Features

VC investment gets 4th quarter boost

By MICHAEL LIEDTKE, AP Business Writer
Monday February 04, 2002

SAN FRANCISCO — Venture capitalists emerged from the dot-com debris to finance more fresh ideas late last year, helping to lift quarterly investments in startups for the first time since the Internet bubble burst, according to a study to be released Monday. 

Startups across the country received $7.1 billion in venture capital during the fourth quarter, a 2 percent improvement from the third quarter, based on statistics collected for the National Venture Capital Association by PricewaterhouseCoopers and Venture Economics. 

It marked the first time venture capital volume climbed from the previous quarter since the industry showered entrepreneurs with $26.3 billion during the three months ended June 2000. 

Around the same time, the stock market began to shun the unprofitable dot-coms that venture capitalists had nurtured in previous years, triggering a painful shakeout. The fourth-quarter bounce may signal the early stages of a turnaround, according to venture capital experts. 

“We have bottomed out and are clearly on the road to recovery,” said John Taylor, vice president of research for the National Venture Capital Association, the industry’s main trade group. 

Despite the fourth-quarter uptick, venture capital investment continued its drastic decline on a year-to-year basis. The fourth-quarter activity represented a 67 percent drop from the $20.9 billion invested during the same period in 2000. 

For all of 2001, venture capitalists invested $36.5 billion, a 63 percent decline from a $99.6 billion spree in 2000. The 2000 figure lowers the National Venture Capital Association’s previous estimate of $104 billion for that year. 

The revision resulted from the trade group’s decision to use joint data compiled by PricewaterhouseCoopers and Venture Economics, which previously released competing surveys. 

As they enter 2002, most venture capitalists believe they will build on the modest momentum of last year’s final quarter. 

“I wouldn’t say we are much above the bottom, but at least it doesn’t feel like we are going back down again,” said Gregory Sands, general partner of Sutter Hill Ventures in Palo Alto. 

Last year, venture capitalists devoted most of their time and money to trying to salvage the best startups in their portfolios while pulling the plug on the weakest . With much of the dot-com mess behind them, venture capitalists are “starting to look outward again,” said Philip Sanderson, general partner of WaldenVC in San Francisco. As they re-enter the fray, venture capitalists are focusing more on biotechnology. 

The $1 billion that venture capitalists invested in biotech startups during the final three months of 2001 represented a quarterly record for the sector. 

Biotech accounted for 14 percent of all venture capital investments in the fourth quarter. In contrast, the $867.6 million invested in biotech during the fourth quarter of 2000 accounted for 4 percent of the total volume. 

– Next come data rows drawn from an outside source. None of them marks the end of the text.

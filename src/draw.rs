//! Side-by-side rendering of matched keypoints.

use image::{GenericImage, Rgb, RgbImage};
use imageproc::drawing::{draw_hollow_circle_mut, draw_line_segment_mut};
use opencv::{core::Mat, highgui, prelude::*};

use crate::{KeyPoint, Match, Result};

const LINE_COLOR: Rgb<u8> = Rgb([0, 255, 0]);
const POINT_COLOR: Rgb<u8> = Rgb([255, 64, 64]);
const POINT_RADIUS: i32 = 3;

/// Place the two images next to each other and connect each matched keypoint
/// pair with a line. Only matched keypoints are marked; unmatched ones are
/// left out of the drawing entirely.
///
/// The returned composite is `width1 + width2` wide and as tall as the taller
/// of the two inputs. Nothing is written to disk; saving the image is the
/// caller's choice.
pub fn draw_matches(
    img1: &RgbImage,
    keypoints1: &[KeyPoint],
    img2: &RgbImage,
    keypoints2: &[KeyPoint],
    matches: &[Match],
) -> RgbImage {
    let mut canvas = RgbImage::new(
        img1.width() + img2.width(),
        img1.height().max(img2.height()),
    );
    canvas
        .copy_from(img1, 0, 0)
        .expect("canvas is at least as large as the first image");
    canvas
        .copy_from(img2, img1.width(), 0)
        .expect("canvas is at least as large as the second image");

    let offset = img1.width() as f32;
    for m in matches {
        let p1 = &keypoints1[m.query_idx];
        let p2 = &keypoints2[m.train_idx];
        draw_hollow_circle_mut(
            &mut canvas,
            (p1.x as i32, p1.y as i32),
            POINT_RADIUS,
            POINT_COLOR,
        );
        draw_hollow_circle_mut(
            &mut canvas,
            ((p2.x + offset) as i32, p2.y as i32),
            POINT_RADIUS,
            POINT_COLOR,
        );
        draw_line_segment_mut(
            &mut canvas,
            (p1.x, p1.y),
            (p2.x + offset, p2.y),
            LINE_COLOR,
        );
    }
    canvas
}

/// Display a composite in a window and block until a key is pressed.
///
/// The window title doubles as the caption, so callers put the match count
/// there.
pub fn show(title: &str, img: &RgbImage) -> Result<()> {
    // highgui expects BGR byte order.
    let bgr: Vec<u8> = img.pixels().flat_map(|p| [p.0[2], p.0[1], p.0[0]]).collect();
    let flat = Mat::from_slice(&bgr)?;
    let mat = flat.reshape(3, img.height() as i32)?;
    highgui::named_window(title, highgui::WINDOW_KEEPRATIO)?;
    highgui::imshow(title, &mat)?;
    highgui::wait_key(0)?;
    Ok(())
}
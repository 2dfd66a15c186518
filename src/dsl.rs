use serde::{Deserialize, Serialize};

use crate::ops::{complement, s_norm, t_norm};
use crate::variable::VariableKey;

/// A fuzzy proposition over named input terms.
///
/// Built either from deserialized rule specs or with the combinators:
///
/// ```
/// use fuzzy_mamdani::Expr;
///
/// let premise = Expr::is("soil_moisture", "dry")
///     .and(Expr::is("temperature", "hot"))
///     .or(Expr::is("solar_radiation", "high").not());
/// ```
#[derive(Clone, Debug, PartialEq, Serialize, Deserialize)]
#[serde(rename_all = "snake_case")]
pub enum Expr {
    Is { variable: String, term: String },
    And(Vec<Expr>),
    Or(Vec<Expr>),
    Not(Box<Expr>),
}

impl Expr {
    pub fn is(variable: impl Into<String>, term: impl Into<String>) -> Self {
        Expr::Is {
            variable: variable.into(),
            term: term.into(),
        }
    }

    /// Appends to an existing AND instead of nesting a new one.
    pub fn and(self, rhs: Expr) -> Self {
        match self {
            Expr::And(mut exprs) => {
                exprs.push(rhs);
                Expr::And(exprs)
            },
            lhs => Expr::And(vec![lhs, rhs]),
        }
    }

    /// Appends to an existing OR instead of nesting a new one.
    pub fn or(self, rhs: Expr) -> Self {
        match self {
            Expr::Or(mut exprs) => {
                exprs.push(rhs);
                Expr::Or(exprs)
            },
            lhs => Expr::Or(vec![lhs, rhs]),
        }
    }

    #[allow(clippy::should_implement_trait)]
    pub fn not(self) -> Self {
        Expr::Not(Box::new(self))
    }

    pub fn all(exprs: impl IntoIterator<Item = Expr>) -> Self {
        Expr::And(exprs.into_iter().collect())
    }

    pub fn any(exprs: impl IntoIterator<Item = Expr>) -> Self {
        Expr::Or(exprs.into_iter().collect())
    }

    /// Every `(variable, term)` leaf, left to right.
    pub fn propositions(&self) -> Vec<(&str, &str)> {
        let mut props = Vec::new();

        fn parse<'p>(expr: &'p Expr, out: &mut Vec<(&'p str, &'p str)>) {
            match expr {
                Expr::Is { variable, term } => out.push((variable, term)),
                Expr::And(exprs) | Expr::Or(exprs) => {
                    for expr in exprs {
                        parse(expr, out);
                    }
                },
                Expr::Not(expr) => parse(expr, out),
            }
        }

        parse(self, &mut props);

        props
    }
}

/// [`Expr`] with names resolved to variable keys and term positions.
#[derive(Clone, Debug)]
pub(crate) enum Compiled {
    Is(VariableKey, usize),
    And(Vec<Compiled>),
    Or(Vec<Compiled>),
    Not(Box<Compiled>),
}

impl Compiled {
    /// Recursively folds the tree: leaves via `leaf`, AND as min, OR as max,
    /// NOT as complement. Stops at the first leaf error.
    pub(crate) fn eval<E>(&self, leaf: &mut impl FnMut(VariableKey, usize) -> Result<f64, E>) -> Result<f64, E> {
        match self {
            Compiled::Is(key, term) => leaf(*key, *term),
            Compiled::And(exprs) => {
                let mut acc = 1.;
                for expr in exprs {
                    acc = t_norm(acc, expr.eval(leaf)?);
                }
                Ok(acc)
            },
            Compiled::Or(exprs) => {
                let mut acc = 0.;
                for expr in exprs {
                    acc = s_norm(acc, expr.eval(leaf)?);
                }
                Ok(acc)
            },
            Compiled::Not(expr) => Ok(complement(expr.eval(leaf)?)),
        }
    }
}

Plenty of venture capital remains to be invested. Venture capitalists started the year with about $50 billion at their disposal, estimated Jesse Reyes, a vice president for Venture Economics. 

The surplus is one reason venture capitalists aren’t raising as much money as they were a few years ago. Institutional investors also are trimming their venture capital portfolios. With those forces at work, venture capitalists in the fourth quarter raised $9 billion for future investments, a 65 percent decline from the prior year, according to VentureOne, another industry research firm.